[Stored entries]
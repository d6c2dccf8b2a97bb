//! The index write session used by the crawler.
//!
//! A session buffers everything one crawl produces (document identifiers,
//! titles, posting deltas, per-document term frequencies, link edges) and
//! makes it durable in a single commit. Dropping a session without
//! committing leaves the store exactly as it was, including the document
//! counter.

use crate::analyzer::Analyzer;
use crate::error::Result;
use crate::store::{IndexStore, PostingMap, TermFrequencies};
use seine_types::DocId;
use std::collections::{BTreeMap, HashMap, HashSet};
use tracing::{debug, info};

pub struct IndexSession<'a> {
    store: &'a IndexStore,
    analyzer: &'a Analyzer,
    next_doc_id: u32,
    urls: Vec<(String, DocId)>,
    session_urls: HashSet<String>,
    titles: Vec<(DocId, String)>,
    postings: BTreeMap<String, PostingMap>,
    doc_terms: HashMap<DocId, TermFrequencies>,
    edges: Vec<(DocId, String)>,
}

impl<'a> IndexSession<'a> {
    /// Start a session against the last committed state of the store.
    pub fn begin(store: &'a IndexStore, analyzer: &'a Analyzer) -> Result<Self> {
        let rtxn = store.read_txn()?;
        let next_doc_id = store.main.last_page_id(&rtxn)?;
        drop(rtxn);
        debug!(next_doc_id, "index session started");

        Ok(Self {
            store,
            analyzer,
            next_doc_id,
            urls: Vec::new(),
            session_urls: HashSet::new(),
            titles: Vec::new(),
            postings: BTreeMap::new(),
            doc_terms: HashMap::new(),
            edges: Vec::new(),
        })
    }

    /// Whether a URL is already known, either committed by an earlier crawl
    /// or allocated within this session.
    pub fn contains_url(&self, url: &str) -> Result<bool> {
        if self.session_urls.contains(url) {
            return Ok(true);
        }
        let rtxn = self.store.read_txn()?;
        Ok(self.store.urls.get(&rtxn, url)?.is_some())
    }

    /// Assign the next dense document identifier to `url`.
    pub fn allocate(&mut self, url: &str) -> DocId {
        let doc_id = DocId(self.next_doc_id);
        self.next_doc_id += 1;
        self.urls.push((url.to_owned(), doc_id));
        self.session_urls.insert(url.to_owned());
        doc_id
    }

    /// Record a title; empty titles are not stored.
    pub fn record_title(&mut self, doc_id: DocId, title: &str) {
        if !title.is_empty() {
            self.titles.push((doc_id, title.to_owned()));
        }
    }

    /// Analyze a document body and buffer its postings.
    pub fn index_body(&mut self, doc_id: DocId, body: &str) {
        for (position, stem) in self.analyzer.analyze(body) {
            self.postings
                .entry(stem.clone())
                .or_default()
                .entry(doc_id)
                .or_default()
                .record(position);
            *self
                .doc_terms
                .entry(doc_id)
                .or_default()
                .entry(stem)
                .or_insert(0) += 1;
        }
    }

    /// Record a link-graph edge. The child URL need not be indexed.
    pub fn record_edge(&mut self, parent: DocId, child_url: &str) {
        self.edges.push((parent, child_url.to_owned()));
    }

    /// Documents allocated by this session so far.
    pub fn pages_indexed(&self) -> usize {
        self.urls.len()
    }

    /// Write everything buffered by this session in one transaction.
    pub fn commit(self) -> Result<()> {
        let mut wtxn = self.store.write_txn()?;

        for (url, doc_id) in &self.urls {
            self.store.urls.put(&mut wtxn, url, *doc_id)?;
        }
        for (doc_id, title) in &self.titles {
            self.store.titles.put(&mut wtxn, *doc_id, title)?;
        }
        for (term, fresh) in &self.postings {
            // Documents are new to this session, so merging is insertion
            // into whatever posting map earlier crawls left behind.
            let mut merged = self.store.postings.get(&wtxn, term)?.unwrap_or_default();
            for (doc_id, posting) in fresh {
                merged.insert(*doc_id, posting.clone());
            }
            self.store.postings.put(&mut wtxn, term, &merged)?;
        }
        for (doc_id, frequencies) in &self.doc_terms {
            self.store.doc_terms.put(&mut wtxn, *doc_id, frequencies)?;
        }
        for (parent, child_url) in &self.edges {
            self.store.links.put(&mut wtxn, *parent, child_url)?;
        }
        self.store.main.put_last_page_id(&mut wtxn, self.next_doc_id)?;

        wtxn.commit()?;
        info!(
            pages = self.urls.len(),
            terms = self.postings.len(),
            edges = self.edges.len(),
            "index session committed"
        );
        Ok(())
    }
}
...
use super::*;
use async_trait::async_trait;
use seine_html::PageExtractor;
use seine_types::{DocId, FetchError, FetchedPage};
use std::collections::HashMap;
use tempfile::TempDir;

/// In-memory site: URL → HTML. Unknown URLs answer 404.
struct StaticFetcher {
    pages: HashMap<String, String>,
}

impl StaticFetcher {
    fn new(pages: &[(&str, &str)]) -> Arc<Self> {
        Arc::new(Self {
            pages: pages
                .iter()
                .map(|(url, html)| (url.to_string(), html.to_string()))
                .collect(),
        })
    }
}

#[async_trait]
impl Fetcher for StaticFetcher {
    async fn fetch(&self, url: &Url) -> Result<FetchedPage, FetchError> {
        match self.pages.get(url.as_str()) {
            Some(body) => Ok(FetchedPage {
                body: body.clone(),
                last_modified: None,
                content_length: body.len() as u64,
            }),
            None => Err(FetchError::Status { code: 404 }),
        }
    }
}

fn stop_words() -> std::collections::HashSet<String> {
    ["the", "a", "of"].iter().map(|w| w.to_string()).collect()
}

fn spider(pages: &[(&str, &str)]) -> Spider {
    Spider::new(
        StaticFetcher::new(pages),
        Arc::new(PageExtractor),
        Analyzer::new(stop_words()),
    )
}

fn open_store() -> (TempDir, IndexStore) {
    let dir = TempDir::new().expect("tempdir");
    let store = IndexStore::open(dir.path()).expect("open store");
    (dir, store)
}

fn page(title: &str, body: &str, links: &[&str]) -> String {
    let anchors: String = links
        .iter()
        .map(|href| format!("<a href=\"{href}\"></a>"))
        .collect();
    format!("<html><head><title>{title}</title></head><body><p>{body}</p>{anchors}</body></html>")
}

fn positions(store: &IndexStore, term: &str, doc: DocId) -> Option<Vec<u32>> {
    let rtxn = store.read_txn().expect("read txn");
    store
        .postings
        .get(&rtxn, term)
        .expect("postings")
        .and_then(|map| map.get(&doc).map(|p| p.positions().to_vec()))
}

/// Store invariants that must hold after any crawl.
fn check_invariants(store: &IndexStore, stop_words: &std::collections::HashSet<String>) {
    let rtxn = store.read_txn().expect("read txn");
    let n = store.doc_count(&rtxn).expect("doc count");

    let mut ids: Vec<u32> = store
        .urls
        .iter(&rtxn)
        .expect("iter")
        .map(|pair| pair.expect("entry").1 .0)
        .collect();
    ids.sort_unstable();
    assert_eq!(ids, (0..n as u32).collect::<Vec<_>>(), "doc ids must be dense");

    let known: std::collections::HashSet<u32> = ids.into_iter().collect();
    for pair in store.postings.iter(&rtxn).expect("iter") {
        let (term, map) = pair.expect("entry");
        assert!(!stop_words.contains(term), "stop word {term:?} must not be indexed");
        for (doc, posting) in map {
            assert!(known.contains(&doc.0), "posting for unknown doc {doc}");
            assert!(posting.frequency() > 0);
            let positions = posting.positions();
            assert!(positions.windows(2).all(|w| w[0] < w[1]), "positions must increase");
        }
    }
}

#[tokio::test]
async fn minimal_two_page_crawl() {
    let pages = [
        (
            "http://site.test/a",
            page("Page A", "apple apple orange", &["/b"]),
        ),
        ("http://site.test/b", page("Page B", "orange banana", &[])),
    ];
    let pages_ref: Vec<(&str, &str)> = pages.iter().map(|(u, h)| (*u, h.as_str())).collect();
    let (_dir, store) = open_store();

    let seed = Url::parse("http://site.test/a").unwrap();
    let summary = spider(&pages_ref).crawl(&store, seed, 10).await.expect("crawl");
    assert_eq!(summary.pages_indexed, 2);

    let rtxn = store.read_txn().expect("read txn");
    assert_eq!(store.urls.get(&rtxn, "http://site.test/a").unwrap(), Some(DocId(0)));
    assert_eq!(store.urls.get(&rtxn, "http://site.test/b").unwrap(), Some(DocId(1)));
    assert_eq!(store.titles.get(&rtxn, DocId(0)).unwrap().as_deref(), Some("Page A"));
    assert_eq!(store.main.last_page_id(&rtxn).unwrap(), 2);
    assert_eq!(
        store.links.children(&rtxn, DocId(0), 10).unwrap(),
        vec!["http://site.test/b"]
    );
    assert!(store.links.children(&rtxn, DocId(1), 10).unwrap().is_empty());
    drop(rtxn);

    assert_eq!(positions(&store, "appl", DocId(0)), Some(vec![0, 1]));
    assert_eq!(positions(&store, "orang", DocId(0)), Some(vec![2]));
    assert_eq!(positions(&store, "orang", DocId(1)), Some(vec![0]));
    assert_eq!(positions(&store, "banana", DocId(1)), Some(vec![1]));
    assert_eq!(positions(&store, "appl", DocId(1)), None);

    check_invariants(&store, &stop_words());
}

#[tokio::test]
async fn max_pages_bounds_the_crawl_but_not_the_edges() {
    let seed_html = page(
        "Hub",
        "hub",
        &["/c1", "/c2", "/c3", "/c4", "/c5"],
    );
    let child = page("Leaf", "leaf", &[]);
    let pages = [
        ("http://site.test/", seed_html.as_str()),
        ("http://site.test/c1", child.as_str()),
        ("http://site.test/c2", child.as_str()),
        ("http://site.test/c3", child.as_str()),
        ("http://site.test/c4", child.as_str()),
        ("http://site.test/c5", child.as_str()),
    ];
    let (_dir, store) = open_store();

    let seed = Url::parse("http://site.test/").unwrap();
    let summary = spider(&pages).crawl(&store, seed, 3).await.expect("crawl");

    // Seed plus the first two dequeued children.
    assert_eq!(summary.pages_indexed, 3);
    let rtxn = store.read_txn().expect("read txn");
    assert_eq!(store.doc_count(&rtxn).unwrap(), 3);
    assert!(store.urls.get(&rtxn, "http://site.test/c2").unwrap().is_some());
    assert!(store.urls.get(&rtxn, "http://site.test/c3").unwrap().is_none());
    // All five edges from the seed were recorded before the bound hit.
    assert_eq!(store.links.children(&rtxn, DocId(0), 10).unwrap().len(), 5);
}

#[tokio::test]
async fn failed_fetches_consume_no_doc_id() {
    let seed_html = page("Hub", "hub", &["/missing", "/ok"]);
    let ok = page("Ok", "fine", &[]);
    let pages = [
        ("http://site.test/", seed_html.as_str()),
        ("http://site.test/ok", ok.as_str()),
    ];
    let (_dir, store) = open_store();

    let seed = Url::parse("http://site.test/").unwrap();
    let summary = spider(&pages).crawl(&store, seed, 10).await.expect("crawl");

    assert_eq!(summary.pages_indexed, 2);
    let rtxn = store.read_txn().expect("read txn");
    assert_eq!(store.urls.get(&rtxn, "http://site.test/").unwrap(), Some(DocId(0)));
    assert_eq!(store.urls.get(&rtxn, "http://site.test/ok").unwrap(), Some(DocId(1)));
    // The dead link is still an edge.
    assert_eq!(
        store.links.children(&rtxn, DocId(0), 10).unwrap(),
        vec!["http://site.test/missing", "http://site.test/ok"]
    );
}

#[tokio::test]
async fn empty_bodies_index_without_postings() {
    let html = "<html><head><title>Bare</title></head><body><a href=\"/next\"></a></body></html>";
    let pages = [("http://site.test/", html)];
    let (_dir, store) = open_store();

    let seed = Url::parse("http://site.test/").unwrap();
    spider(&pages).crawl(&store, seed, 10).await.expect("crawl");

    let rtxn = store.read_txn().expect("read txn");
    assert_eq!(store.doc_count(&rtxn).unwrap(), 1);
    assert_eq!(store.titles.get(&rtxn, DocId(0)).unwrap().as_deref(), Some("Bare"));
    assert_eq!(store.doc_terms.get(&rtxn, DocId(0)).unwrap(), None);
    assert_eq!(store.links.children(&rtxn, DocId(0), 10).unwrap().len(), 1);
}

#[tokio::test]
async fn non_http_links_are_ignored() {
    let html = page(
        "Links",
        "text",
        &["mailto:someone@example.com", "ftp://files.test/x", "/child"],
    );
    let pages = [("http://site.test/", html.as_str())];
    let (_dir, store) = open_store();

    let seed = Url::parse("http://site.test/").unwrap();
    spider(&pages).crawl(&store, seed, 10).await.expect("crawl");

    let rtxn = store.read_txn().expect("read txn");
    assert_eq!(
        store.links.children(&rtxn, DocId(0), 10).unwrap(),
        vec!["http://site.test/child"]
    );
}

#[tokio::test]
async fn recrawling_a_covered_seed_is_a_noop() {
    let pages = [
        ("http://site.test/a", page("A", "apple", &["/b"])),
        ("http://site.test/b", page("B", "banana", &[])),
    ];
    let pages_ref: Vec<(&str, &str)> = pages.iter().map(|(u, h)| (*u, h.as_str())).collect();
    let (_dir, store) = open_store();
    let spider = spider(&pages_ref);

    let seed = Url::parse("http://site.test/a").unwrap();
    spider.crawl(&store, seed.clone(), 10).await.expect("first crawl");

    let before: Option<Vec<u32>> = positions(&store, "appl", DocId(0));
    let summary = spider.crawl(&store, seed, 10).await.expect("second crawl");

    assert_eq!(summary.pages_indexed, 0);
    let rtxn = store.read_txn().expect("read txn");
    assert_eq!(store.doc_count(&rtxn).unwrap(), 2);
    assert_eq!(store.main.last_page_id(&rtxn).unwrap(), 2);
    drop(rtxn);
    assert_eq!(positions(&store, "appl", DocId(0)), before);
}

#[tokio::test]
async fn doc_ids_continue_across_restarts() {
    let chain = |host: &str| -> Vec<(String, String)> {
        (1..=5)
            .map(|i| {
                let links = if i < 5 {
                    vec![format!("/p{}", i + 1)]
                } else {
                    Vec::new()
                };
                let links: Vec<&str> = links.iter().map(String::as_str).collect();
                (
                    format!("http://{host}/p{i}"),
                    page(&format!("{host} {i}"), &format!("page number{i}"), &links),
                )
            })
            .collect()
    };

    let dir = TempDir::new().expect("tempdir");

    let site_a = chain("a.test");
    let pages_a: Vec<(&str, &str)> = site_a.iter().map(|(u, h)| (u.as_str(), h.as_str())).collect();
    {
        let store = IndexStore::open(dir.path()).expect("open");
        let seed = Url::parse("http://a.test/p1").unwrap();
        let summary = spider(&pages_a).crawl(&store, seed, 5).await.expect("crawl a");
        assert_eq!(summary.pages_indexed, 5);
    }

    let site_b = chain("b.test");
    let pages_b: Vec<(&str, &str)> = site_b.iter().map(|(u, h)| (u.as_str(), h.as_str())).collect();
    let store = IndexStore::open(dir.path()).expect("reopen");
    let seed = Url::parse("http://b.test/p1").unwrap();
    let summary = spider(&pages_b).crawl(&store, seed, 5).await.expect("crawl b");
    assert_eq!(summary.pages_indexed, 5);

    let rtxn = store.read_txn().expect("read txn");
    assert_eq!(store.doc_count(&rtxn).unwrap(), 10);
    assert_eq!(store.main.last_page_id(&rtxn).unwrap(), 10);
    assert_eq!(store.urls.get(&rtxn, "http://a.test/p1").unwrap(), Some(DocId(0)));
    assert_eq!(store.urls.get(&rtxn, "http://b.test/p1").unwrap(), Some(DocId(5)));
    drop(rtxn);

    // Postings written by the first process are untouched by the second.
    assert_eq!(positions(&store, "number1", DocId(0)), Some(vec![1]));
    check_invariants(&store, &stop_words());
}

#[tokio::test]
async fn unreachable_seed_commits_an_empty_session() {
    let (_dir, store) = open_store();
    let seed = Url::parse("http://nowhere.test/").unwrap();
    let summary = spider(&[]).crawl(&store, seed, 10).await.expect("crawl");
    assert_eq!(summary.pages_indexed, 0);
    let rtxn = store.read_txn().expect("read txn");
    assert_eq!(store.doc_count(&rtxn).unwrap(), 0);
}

→ **WHAT THIS TASK INVOLVES**
The answer is the lines above between the line holding "repository d6c2dccf8b2a97bb" and the line holding "let rtxn = self.store.read_txn()?;", inclusive, each written out exactly, and no others.

→ **FINISHED EXERCISE**
repository d6c2dccf8b2a97bb
//! The index write session used by the crawler.
//!
//! A session buffers everything one crawl produces (document identifiers,
//! titles, posting deltas, per-document term frequencies, link edges) and
//! makes it durable in a single commit. Dropping a session without
//! committing leaves the store exactly as it was, including the document
//! counter.

use crate::analyzer::Analyzer;
use crate::error::Result;
use crate::store::{IndexStore, PostingMap, TermFrequencies};
use seine_types::DocId;
use std::collections::{BTreeMap, HashMap, HashSet};
use tracing::{debug, info};

pub struct IndexSession<'a> {
    store: &'a IndexStore,
    analyzer: &'a Analyzer,
    next_doc_id: u32,
    urls: Vec<(String, DocId)>,
    session_urls: HashSet<String>,
    titles: Vec<(DocId, String)>,
    postings: BTreeMap<String, PostingMap>,
    doc_terms: HashMap<DocId, TermFrequencies>,
    edges: Vec<(DocId, String)>,
}

impl<'a> IndexSession<'a> {
    /// Start a session against the last committed state of the store.
    pub fn begin(store: &'a IndexStore, analyzer: &'a Analyzer) -> Result<Self> {
        let rtxn = store.read_txn()?;
        let next_doc_id = store.main.last_page_id(&rtxn)?;
        drop(rtxn);
        debug!(next_doc_id, "index session started");

        Ok(Self {
            store,
            analyzer,
            next_doc_id,
            urls: Vec::new(),
            session_urls: HashSet::new(),
            titles: Vec::new(),
            postings: BTreeMap::new(),
            doc_terms: HashMap::new(),
            edges: Vec::new(),
        })
    }

    /// Whether a URL is already known, either committed by an earlier crawl
    /// or allocated within this session.
    pub fn contains_url(&self, url: &str) -> Result<bool> {
        if self.session_urls.contains(url) {
            return Ok(true);
        }
        let rtxn = self.store.read_txn()?;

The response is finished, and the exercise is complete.